City commissioners are to vote today (5/13) on whether a new headquarters building will be located as long planned at the Nexus site at 230 SW Third St. This formal decision on the site is necessary for the city to negotiate and finalize agreements before they come before the commission.
The city says it is interested in moving the administrative building to accommodate an increasing number of employees.
On July 26, 2018, the city commission approved ballot language for the Miami Riverside Center sale/lease and development of a new administrative facility, which voters supported Nov. 6. Together with the ballot language, commissioners also directed the administration to review all city-owned properties and prepare an analysis and report on the most ideal site for the facility’s location.
The city and realty consulting firm CBRE prepared a site selection analysis, which considered available sites for the new building. According to the legislation, the privately owned property immediately adjacent to the north of the Riverside Center provides substantial benefits including its centralized downtown location, adjacency to major thoroughfares and proximity to public transportation, familiarity to employees, long-term property value appreciation, least amount of risk for land availability and fastest development.
If approved today, City Manager Arthur Noriega will be authorized to negotiate agreements for development of the facility with top-ranked bidder Lancelot Miami River LLC, an affiliate of Adler Group.
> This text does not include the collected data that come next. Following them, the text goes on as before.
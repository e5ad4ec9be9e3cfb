//! 路径工具

use std::path::PathBuf;

/// 展开开头的 `~` 为用户主目录
///
/// 只支持 `~` 和 `~/...`；`~user` 形式原样返回。找不到主目录时也原样返回。
pub fn expand_home(raw: &str) -> PathBuf {
    let rest = match raw.strip_prefix('~') {
        Some(rest) if rest.is_empty() || rest.starts_with('/') || rest.starts_with('\\') => rest,
        _ => return PathBuf::from(raw),
    };

    match dirs::home_dir() {
        Some(home) => {
            let rest = rest.trim_start_matches(['/', '\\']);
            if rest.is_empty() {
                home
            } else {
                home.join(rest)
            }
        }
        None => PathBuf::from(raw),
    }
}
The city commission approved an agreement with Adler/Lancelot to build a city administrative building to replace the existing Riverside Center, characterized by city officials as “functionally obsolete.” The building was originally constructed for Florida Power & Light offices before the corporation centralized operations in Juno Beach.
The overall plan will free up the city-owned riverfront site for a private mixed-use development from Adler/Lancelot.
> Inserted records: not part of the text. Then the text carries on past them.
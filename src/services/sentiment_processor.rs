//! 情感分析处理器

use async_trait::async_trait;
use std::sync::Arc;
use tracing::debug;

use crate::clients::TextAnalysisClient;
use crate::error::AnalysisError;
use crate::services::FieldProcessor;

const FIELD_NAMES: [&str; 2] = ["Score", "Magnitude"];
const FIELD_DESCRIPTIONS: [&str; 2] = [
    "Overall emotional leaning of the text, from -1.0 (negative) to 1.0 (positive)",
    "Overall strength of emotion regardless of leaning, from 0.0 upwards",
];

/// 情感分析处理器
///
/// 输出两列：`score` 和 `magnitude`
pub struct SentimentProcessor {
    client: Arc<dyn TextAnalysisClient>,
}

impl SentimentProcessor {
    pub fn new(client: Arc<dyn TextAnalysisClient>) -> Self {
        Self { client }
    }
}

#[async_trait]
impl FieldProcessor for SentimentProcessor {
    fn name(&self) -> &'static str {
        "sentiment"
    }

    fn field_names(&self) -> &[&'static str] {
        &FIELD_NAMES
    }

    fn field_descriptions(&self) -> &[&'static str] {
        &FIELD_DESCRIPTIONS
    }

    async fn process(&self, text: &str) -> Result<Vec<String>, AnalysisError> {
        let sentiment = self.client.analyze_sentiment(text).await?;
        debug!(
            "情感分析: score={} magnitude={}",
            sentiment.score, sentiment.magnitude
        );
        Ok(vec![
            sentiment.score.to_string(),
            sentiment.magnitude.to_string(),
        ])
    }
}

#[cfg(test)]
mod tests {
    use super::*;
    use crate::models::{Category, Sentiment};

    struct FixedSentiment(Result<Sentiment, &'static str>);

    #[async_trait]
    impl TextAnalysisClient for FixedSentiment {
        async fn analyze_sentiment(&self, _text: &str) -> Result<Sentiment, AnalysisError> {
            self.0.map_err(|message| AnalysisError::InvalidInput {
                status: "INVALID_ARGUMENT".to_string(),
                message: message.to_string(),
            })
        }

        async fn classify_text(&self, _text: &str) -> Result<Vec<Category>, AnalysisError> {
            unreachable!("情感处理器不应调用分类接口")
        }
    }

    #[tokio::test]
    async fn test_sentiment_fields() {
        let processor = SentimentProcessor::new(Arc::new(FixedSentiment(Ok(Sentiment {
            score: 0.8,
            magnitude: 1.2,
        }))));
        let fields = processor.process("I love this!").await.unwrap();
        assert_eq!(fields, vec!["0.8", "1.2"]);
    }

    #[tokio::test]
    async fn test_negative_and_whole_numbers() {
        let processor = SentimentProcessor::new(Arc::new(FixedSentiment(Ok(Sentiment {
            score: -0.5,
            magnitude: 3.0,
        }))));
        let fields = processor.process("meh").await.unwrap();
        assert_eq!(fields, vec!["-0.5", "3"]);
    }

    #[tokio::test]
    async fn test_rejection_passes_through() {
        let processor = SentimentProcessor::new(Arc::new(FixedSentiment(Err("empty"))));
        let err = processor.process("").await.unwrap_err();
        assert!(err.is_invalid_input());
    }
}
Rachel Schapiro, an Adler Development principal, told Miami Today in September that “during the pandemic, Adler and the city have been collaboratively working together to make significant progress. The site plan has been approved and (we) are now focused on the building plans.”
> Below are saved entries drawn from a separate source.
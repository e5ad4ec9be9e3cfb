use clap::Parser;

/// 逐行调用文本分析服务，把结果写入 CSV
#[derive(Debug, Parser)]
#[command(name = "sentiment_batch", version)]
pub struct Cli {
    /// 输入文件路径，每行一条文本（支持 `~` 开头）
    #[arg(value_name = "INPUT")]
    pub input: String,
}
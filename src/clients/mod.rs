pub mod language_client;

pub use language_client::{LanguageClient, TextAnalysisClient};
“The city has had internal discussions, as well as dialogue with our design partners, about how the use of an office building, which is frequently used by the public, may change post-covid,” a city spokesperson wrote in September. “Conversations have ranged from redesigning spaces to ensure physical distancing to restricting movement in congested areas (i.e. elevator banks and elevator cars). There is currently no one-size-fits-all solution.”
Last year a team from Lancelot presented its plan to construct the office building at 20 stories, and an adjacent private residential building rising 38 stories, on land just north of the existing Riverside Center. Plans showed 556,158 square feet for the office building and 750,420 square feet for a residential building with 430 units.